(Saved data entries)
= = = = =

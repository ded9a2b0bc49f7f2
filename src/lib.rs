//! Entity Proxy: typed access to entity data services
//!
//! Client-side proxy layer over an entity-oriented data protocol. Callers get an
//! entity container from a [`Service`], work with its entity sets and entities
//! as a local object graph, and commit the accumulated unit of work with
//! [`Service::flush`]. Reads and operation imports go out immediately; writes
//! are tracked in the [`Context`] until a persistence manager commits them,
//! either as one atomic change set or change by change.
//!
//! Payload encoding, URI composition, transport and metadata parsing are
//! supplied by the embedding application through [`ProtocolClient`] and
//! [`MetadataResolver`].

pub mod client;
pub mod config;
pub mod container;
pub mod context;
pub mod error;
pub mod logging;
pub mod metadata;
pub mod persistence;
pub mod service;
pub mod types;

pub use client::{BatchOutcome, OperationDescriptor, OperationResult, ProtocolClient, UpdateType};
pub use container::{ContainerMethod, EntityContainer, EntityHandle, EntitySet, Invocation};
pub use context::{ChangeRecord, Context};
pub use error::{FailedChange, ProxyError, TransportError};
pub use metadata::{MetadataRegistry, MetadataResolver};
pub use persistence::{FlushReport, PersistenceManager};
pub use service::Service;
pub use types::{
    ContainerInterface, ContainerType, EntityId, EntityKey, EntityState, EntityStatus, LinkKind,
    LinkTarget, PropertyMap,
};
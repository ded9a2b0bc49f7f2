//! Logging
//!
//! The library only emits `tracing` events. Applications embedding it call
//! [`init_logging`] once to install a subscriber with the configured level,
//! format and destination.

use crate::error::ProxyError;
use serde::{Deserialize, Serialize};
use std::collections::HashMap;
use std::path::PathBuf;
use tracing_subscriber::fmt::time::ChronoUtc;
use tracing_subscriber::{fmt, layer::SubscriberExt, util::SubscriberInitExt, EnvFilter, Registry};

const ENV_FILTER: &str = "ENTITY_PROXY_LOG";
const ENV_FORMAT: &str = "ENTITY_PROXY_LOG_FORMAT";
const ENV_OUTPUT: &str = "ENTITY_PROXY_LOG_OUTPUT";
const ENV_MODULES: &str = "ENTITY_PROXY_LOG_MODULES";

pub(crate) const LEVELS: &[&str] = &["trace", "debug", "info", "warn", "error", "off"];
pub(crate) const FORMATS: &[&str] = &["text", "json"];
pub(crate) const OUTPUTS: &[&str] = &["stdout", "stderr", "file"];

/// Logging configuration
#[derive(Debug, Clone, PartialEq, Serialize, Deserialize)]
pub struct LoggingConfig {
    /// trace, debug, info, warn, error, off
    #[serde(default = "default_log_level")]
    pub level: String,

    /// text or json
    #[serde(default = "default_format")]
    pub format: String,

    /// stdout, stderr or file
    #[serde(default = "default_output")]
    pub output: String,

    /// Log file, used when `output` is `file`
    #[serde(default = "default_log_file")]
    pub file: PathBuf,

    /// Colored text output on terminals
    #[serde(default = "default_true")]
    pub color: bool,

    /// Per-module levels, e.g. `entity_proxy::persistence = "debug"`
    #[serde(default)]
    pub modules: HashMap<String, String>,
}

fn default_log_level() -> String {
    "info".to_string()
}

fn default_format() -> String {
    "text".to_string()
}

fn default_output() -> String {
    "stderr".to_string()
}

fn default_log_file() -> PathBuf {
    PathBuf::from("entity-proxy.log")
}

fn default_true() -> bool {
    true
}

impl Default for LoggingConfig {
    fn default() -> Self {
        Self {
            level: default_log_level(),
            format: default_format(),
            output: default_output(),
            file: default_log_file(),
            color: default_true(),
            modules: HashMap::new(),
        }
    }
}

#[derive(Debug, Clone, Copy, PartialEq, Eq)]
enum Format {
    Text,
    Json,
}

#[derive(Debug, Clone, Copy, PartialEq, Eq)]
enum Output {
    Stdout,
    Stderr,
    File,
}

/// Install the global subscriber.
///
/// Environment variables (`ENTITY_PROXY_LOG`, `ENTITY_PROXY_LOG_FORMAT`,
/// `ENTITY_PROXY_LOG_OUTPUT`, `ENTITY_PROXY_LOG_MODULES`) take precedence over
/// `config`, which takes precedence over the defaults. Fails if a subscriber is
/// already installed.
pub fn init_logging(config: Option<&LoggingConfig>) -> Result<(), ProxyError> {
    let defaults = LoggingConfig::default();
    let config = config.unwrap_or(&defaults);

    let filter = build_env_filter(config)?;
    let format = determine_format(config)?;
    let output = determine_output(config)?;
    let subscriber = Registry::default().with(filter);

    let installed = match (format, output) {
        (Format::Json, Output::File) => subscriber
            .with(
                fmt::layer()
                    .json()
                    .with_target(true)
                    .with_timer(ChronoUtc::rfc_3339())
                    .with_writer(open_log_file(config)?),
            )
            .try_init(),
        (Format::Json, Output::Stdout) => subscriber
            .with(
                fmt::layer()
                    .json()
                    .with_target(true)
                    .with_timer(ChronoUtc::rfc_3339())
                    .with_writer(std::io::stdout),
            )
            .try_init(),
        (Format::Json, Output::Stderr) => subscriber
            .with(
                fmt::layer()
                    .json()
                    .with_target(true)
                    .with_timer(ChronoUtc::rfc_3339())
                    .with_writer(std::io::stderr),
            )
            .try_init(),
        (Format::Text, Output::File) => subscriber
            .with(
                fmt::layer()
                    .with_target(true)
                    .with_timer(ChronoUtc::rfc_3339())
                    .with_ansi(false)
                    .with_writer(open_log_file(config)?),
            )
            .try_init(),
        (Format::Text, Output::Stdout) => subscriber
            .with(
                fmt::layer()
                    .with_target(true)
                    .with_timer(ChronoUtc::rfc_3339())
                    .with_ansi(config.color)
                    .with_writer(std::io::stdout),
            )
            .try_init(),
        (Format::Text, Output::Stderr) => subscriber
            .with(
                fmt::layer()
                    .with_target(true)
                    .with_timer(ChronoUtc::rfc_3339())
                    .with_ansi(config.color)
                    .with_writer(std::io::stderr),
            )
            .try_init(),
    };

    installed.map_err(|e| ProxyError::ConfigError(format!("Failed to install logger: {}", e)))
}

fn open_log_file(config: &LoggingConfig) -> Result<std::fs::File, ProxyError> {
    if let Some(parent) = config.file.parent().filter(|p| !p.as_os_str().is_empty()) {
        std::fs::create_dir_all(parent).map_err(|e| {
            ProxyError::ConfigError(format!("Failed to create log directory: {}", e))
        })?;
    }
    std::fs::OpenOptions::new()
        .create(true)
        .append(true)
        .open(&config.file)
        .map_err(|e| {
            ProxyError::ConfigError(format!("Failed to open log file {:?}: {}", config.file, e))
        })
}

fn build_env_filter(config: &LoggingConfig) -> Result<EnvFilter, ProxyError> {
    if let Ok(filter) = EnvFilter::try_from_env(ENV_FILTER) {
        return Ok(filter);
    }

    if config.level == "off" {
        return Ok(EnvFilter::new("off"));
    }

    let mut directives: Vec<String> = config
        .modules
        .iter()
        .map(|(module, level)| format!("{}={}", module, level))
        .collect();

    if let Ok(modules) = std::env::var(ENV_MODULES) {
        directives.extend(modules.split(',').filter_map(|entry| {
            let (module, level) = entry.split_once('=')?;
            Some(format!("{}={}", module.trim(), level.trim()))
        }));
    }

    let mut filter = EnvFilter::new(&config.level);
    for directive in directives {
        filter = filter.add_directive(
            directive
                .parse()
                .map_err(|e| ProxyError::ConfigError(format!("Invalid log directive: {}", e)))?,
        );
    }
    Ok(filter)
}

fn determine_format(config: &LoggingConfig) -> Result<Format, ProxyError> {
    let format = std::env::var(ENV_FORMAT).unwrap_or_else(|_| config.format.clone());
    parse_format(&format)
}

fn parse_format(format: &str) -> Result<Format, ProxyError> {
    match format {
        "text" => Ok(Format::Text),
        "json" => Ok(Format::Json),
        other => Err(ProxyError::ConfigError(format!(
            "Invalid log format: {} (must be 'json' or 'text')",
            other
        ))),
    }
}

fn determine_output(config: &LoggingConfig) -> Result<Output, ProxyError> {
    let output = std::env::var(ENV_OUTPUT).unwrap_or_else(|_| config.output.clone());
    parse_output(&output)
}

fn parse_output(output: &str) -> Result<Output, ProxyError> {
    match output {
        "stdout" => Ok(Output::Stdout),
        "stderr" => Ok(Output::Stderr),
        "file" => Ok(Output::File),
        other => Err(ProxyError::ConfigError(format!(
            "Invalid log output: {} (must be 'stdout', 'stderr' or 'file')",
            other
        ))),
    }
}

= = = = =

§ Work order
Copy the records above exactly, beginning at the line that contains "for directive in" and stopping after the line that contains "fn determine_output(config: &LoggingConfig)".

§ Solved exercise
    for directive in directives {
        filter = filter.add_directive(
            directive
                .parse()
                .map_err(|e| ProxyError::ConfigError(format!("Invalid log directive: {}", e)))?,
        );
    }
    Ok(filter)
}

fn determine_format(config: &LoggingConfig) -> Result<Format, ProxyError> {
    let format = std::env::var(ENV_FORMAT).unwrap_or_else(|_| config.format.clone());
    parse_format(&format)
}

fn parse_format(format: &str) -> Result<Format, ProxyError> {
    match format {
        "text" => Ok(Format::Text),
        "json" => Ok(Format::Json),
        other => Err(ProxyError::ConfigError(format!(
            "Invalid log format: {} (must be 'json' or 'text')",
            other
        ))),
    }
}

fn determine_output(config: &LoggingConfig) -> Result<Output, ProxyError> {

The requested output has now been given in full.